In the data below, which lines contain "state"? List them by copying each one.

(Records from a collection)

......

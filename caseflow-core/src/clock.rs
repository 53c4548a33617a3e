//! Time source abstraction

use crate::Timestamp;
use chrono::Utc;

/// Source of "now" for every time-dependent transition.
pub trait Clock: Send + Sync {
    fn now(&self) -> Timestamp;
}

/// Wall clock in UTC.
#[derive(Debug, Clone, Copy, Default)]
pub struct SystemClock;

impl Clock for SystemClock {
    fn now(&self) -> Timestamp {
        Utc::now()
    }
}

impl<C: Clock + ?Sized> Clock for std::sync::Arc<C> {
    fn now(&self) -> Timestamp {
        (**self).now()
    }
}
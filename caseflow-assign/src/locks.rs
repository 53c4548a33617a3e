//! Per-key async locks serializing read-modify-write cycles.

use caseflow_core::{AssignmentId, ClientId, TenantId};
use dashmap::DashMap;
use std::hash::Hash;
use std::sync::Arc;
use tokio::sync::{Mutex, OwnedMutexGuard};

/// Registry of one async mutex per key, created on first use.
#[derive(Debug)]
pub struct KeyedLocks<K: Eq + Hash> {
    locks: DashMap<K, Arc<Mutex<()>>>,
}

impl<K: Eq + Hash + Clone> KeyedLocks<K> {
    pub fn new() -> Self {
        Self {
            locks: DashMap::new(),
        }
    }

    /// Wait for exclusive access to `key`. Released when the guard drops.
    pub async fn lock(&self, key: K) -> OwnedMutexGuard<()> {
        // Clone the Arc out so the shard lock is released before awaiting.
        let mutex = self
            .locks
            .entry(key)
            .or_insert_with(|| Arc::new(Mutex::new(())))
            .clone();
        mutex.lock_owned().await
    }

    /// Drop entries nobody holds or waits on.
    pub fn prune(&self) {
        self.locks.retain(|_, mutex| Arc::strong_count(mutex) > 1);
    }

    pub fn len(&self) -> usize {
        self.locks.len()
    }

    pub fn is_empty(&self) -> bool {
        self.locks.is_empty()
    }
}

impl<K: Eq + Hash + Clone> Default for KeyedLocks<K> {
    fn default() -> Self {
        Self::new()
    }
}

/// Locks used by the orchestrator: one per assignment for transitions, one
/// per (tenant, client) for creation.
#[derive(Debug, Default)]
pub struct AssignmentLocks {
    assignments: KeyedLocks<AssignmentId>,
    clients: KeyedLocks<(TenantId, ClientId)>,
}

impl AssignmentLocks {
    pub fn new() -> Self {
        Self::default()
    }

    pub async fn lock_assignment(&self, id: AssignmentId) -> OwnedMutexGuard<()> {
        self.assignments.lock(id).await
    }

    pub async fn lock_client(&self, tenant_id: TenantId, client_id: ClientId) -> OwnedMutexGuard<()> {
        self.clients.lock((tenant_id, client_id)).await
    }

    pub fn prune(&self) {
        self.assignments.prune();
        self.clients.prune();
    }

    /// Number of live lock entries.
    pub fn len(&self) -> usize {
        self.assignments.len() + self.clients.len()
    }

    pub fn is_empty(&self) -> bool {
        self.len() == 0
    }
}
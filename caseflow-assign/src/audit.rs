//! Audit sink that writes transition events to the tracing pipeline.

use async_trait::async_trait;
use caseflow_core::{AssignmentEvent, AuditError, AuditSink};

/// Emits one structured `tracing` event per transition under the
/// `caseflow::audit` target.
#[derive(Debug, Clone, Copy, Default)]
pub struct TracingAuditSink;

#[async_trait]
impl AuditSink for TracingAuditSink {
    async fn record(&self, event: AssignmentEvent) -> Result<(), AuditError> {
        tracing::info!(
            target: "caseflow::audit",
            event_id = %event.event_id,
            kind = %event.kind,
            assignment_id = %event.assignment_id,
            tenant_id = %event.tenant_id,
            client_id = %event.client_id,
            caseworker_id = %event.caseworker_id,
            previous_caseworker_id = ?event.previous_caseworker_id,
            actor_id = ?event.actor_id,
            reason = ?event.reason,
            occurred_at = %event.occurred_at,
            "Assignment transition"
        );
        Ok(())
    }
}
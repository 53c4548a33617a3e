//! Background Jobs for the Caseflow API
//!
//! - `escalation_sweep`: Reassigns or flags pending assignments past their
//!   acceptance deadline
//!
//! # Usage
//!
//! ```ignore
//! use caseflow_api::jobs::{escalation_sweep_task, EscalationSweepConfig, EscalationSweepMetrics};
//! use tokio::sync::watch;
//!
//! let (shutdown_tx, shutdown_rx) = watch::channel(false);
//! let metrics = Arc::new(EscalationSweepMetrics::new());
//! tokio::spawn(escalation_sweep_task(sweeper, EscalationSweepConfig::from_env(), metrics, shutdown_rx));
//!
//! // On shutdown
//! let _ = shutdown_tx.send(true);
//! ```

pub mod escalation_sweep;

pub use escalation_sweep::{
    escalation_sweep_task, run_sweep_cycle, EscalationSweepConfig, EscalationSweepMetrics,
    EscalationSweepSnapshot,
};
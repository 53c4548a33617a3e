//! Escalation sweep over overdue pending assignments.

use crate::orchestrator::AssignmentOrchestrator;
use crate::types::SweepReport;
use caseflow_core::{AssignmentError, CaseflowResult};
use std::sync::Arc;
use tokio::sync::Mutex;

/// Default cap on assignments escalated per sweep.
pub const DEFAULT_SWEEP_BATCH_SIZE: usize = 500;

/// Runs one escalation pass at a time over the overdue backlog.
pub struct EscalationSweeper {
    orchestrator: Arc<AssignmentOrchestrator>,
    running: Mutex<()>,
    batch_size: usize,
}

impl EscalationSweeper {
    pub fn new(orchestrator: Arc<AssignmentOrchestrator>) -> Self {
        Self {
            orchestrator,
            running: Mutex::new(()),
            batch_size: DEFAULT_SWEEP_BATCH_SIZE,
        }
    }

    pub fn with_batch_size(mut self, batch_size: usize) -> Self {
        self.batch_size = batch_size.max(1);
        self
    }

    pub fn orchestrator(&self) -> &Arc<AssignmentOrchestrator> {
        &self.orchestrator
    }

    /// Whether a sweep currently holds the run slot.
    pub fn is_running(&self) -> bool {
        self.running.try_lock().is_err()
    }

    /// Escalate every overdue pending assignment, earliest deadline first.
    ///
    /// A per-item failure is logged and counted; it never stops the sweep.
    ///
    /// # Errors
    /// - `SweepInProgress` if another sweep is already running
    /// - a storage error if the overdue scan itself fails
    pub async fn run_once(&self) -> CaseflowResult<SweepReport> {
        let _running = self
            .running
            .try_lock()
            .map_err(|_| AssignmentError::SweepInProgress)?;

        let now = self.orchestrator.now();
        let overdue = self
            .orchestrator
            .store()
            .assignment_list_overdue(now, Some(self.batch_size))
            .await?;

        let mut report = SweepReport {
            processed: overdue.len(),
            ..Default::default()
        };

        for assignment in overdue {
            match self
                .orchestrator
                .escalate_assignment(assignment.assignment_id)
                .await
            {
                Ok(outcome) => report.record(&outcome),
                Err(e) => {
                    tracing::error!(
                        error = %e,
                        assignment_id = %assignment.assignment_id,
                        "Failed to escalate assignment"
                    );
                    report.failed += 1;
                }
            }
        }

        self.orchestrator.locks().prune();

        if report.is_empty() {
            tracing::trace!("Escalation sweep found nothing overdue");
        } else {
            tracing::info!(
                processed = report.processed,
                reassigned = report.reassigned,
                flagged = report.flagged,
                skipped = report.skipped,
                failed = report.failed,
                "Escalation sweep complete"
            );
        }

        Ok(report)
    }
}

#[cfg(test)]
mod tests {
    use super::*;
    use crate::types::AssignClientRequest;
    use caseflow_core::{AssignmentStatus, CaseflowError};
    use caseflow_storage::AssignmentStore;
    use caseflow_test_utils::fixtures::{self, World};
    use caseflow_test_utils::ManualClock;
    use chrono::Duration;

    fn setup() -> (World, ManualClock, EscalationSweeper) {
        let world = World::new();
        let clock = ManualClock::new(fixtures::monday_morning());
        let orchestrator = AssignmentOrchestrator::from_storage(Arc::new(world.storage.clone()))
            .with_clock(Arc::new(clock.clone()));
        (world, clock, EscalationSweeper::new(Arc::new(orchestrator)))
    }

    async fn assign(world: &World, sweeper: &EscalationSweeper, client: caseflow_core::ClientId) {
        sweeper
            .orchestrator()
            .assign_client(AssignClientRequest {
                client_id: client,
                tenant_id: world.tenant_id,
                caseworker_id: world.alice,
                assigned_by: world.admin,
                case_type: Some("housing".to_string()),
                priority: None,
                notes: None,
            })
            .await
            .unwrap();
    }

    #[tokio::test]
    async fn test_empty_sweep() {
        let (_world, _clock, sweeper) = setup();
        let report = sweeper.run_once().await.unwrap();
        assert!(report.is_empty());
        assert!(!sweeper.is_running());
    }

    #[tokio::test]
    async fn test_sweep_reassigns_overdue() {
        let (world, clock, sweeper) = setup();
        assign(&world, &sweeper, world.client).await;
        assign(&world, &sweeper, world.new_client("second")).await;
        clock.advance(Duration::hours(25));

        let report = sweeper.run_once().await.unwrap();
        assert_eq!(report.processed, 2);
        assert_eq!(report.reassigned, 2);

        for a in world.storage.all_assignments().unwrap() {
            assert_eq!(a.current_caseworker_id, world.bob);
            assert_eq!(a.status, AssignmentStatus::Pending);
        }

        // Fresh deadlines mean an immediate second sweep has nothing to do.
        assert!(sweeper.run_once().await.unwrap().is_empty());
    }

    #[tokio::test]
    async fn test_sweep_respects_batch_size() {
        let (world, clock, sweeper) = setup();
        let sweeper = sweeper.with_batch_size(1);
        assign(&world, &sweeper, world.client).await;
        assign(&world, &sweeper, world.new_client("second")).await;
        clock.advance(Duration::hours(25));

        assert_eq!(sweeper.run_once().await.unwrap().processed, 1);
        assert_eq!(sweeper.run_once().await.unwrap().processed, 1);
        assert!(sweeper.run_once().await.unwrap().is_empty());
    }

    #[tokio::test]
    async fn test_disabled_auto_reassignment_is_not_scanned() {
        let (world, clock, sweeper) = setup();
        assign(&world, &sweeper, world.client).await;
        let mut stored = world.storage.all_assignments().unwrap().remove(0);
        stored.auto_reassignment_enabled = false;
        world.storage.assignment_update(&stored).await.unwrap();
        clock.advance(Duration::hours(25));

        assert!(sweeper.run_once().await.unwrap().is_empty());
        let untouched = world.storage.all_assignments().unwrap().remove(0);
        assert_eq!(untouched.current_caseworker_id, world.alice);
    }

    #[tokio::test]
    async fn test_concurrent_sweep_is_rejected() {
        let (_world, _clock, sweeper) = setup();
        let _held = sweeper.running.try_lock().unwrap();
        assert!(sweeper.is_running());
        let result = sweeper.run_once().await;
        assert!(matches!(
            result,
            Err(CaseflowError::Assignment(AssignmentError::SweepInProgress))
        ));
    }

    #[tokio::test]
    async fn test_scan_failure_is_returned() {
        let (world, _clock, sweeper) = setup();
        world.storage.set_unavailable(true);
        let result = sweeper.run_once().await;
        assert!(matches!(result, Err(CaseflowError::Storage(_))));
        assert!(!sweeper.is_running());
    }

    #[tokio::test]
    async fn test_sweep_prunes_lock_table() {
        let (world, clock, sweeper) = setup();
        assign(&world, &sweeper, world.client).await;
        clock.advance(Duration::hours(25));
        sweeper.run_once().await.unwrap();
        assert!(sweeper.orchestrator().locks().is_empty());
    }
}
//! Caseflow API - REST Layer
//!
//! Exposes the assignment engine over HTTP (Axum), runs the scheduled
//! escalation sweep, and wires up logging and configuration for the server
//! binary.

pub mod config;
pub mod constants;
pub mod error;
pub mod extractors;
pub mod jobs;
mod macros;
pub mod openapi;
pub mod routes;
pub mod seed;
pub mod state;
pub mod telemetry;

// Re-export commonly used types
pub use config::ApiConfig;
pub use error::{ApiError, ApiResult, ErrorCode};
pub use jobs::{escalation_sweep_task, EscalationSweepConfig, EscalationSweepMetrics};
pub use openapi::ApiDoc;
pub use routes::create_api_router;
pub use state::AppState;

......

Result of this exercise
pub mod state;
pub use state::AppState;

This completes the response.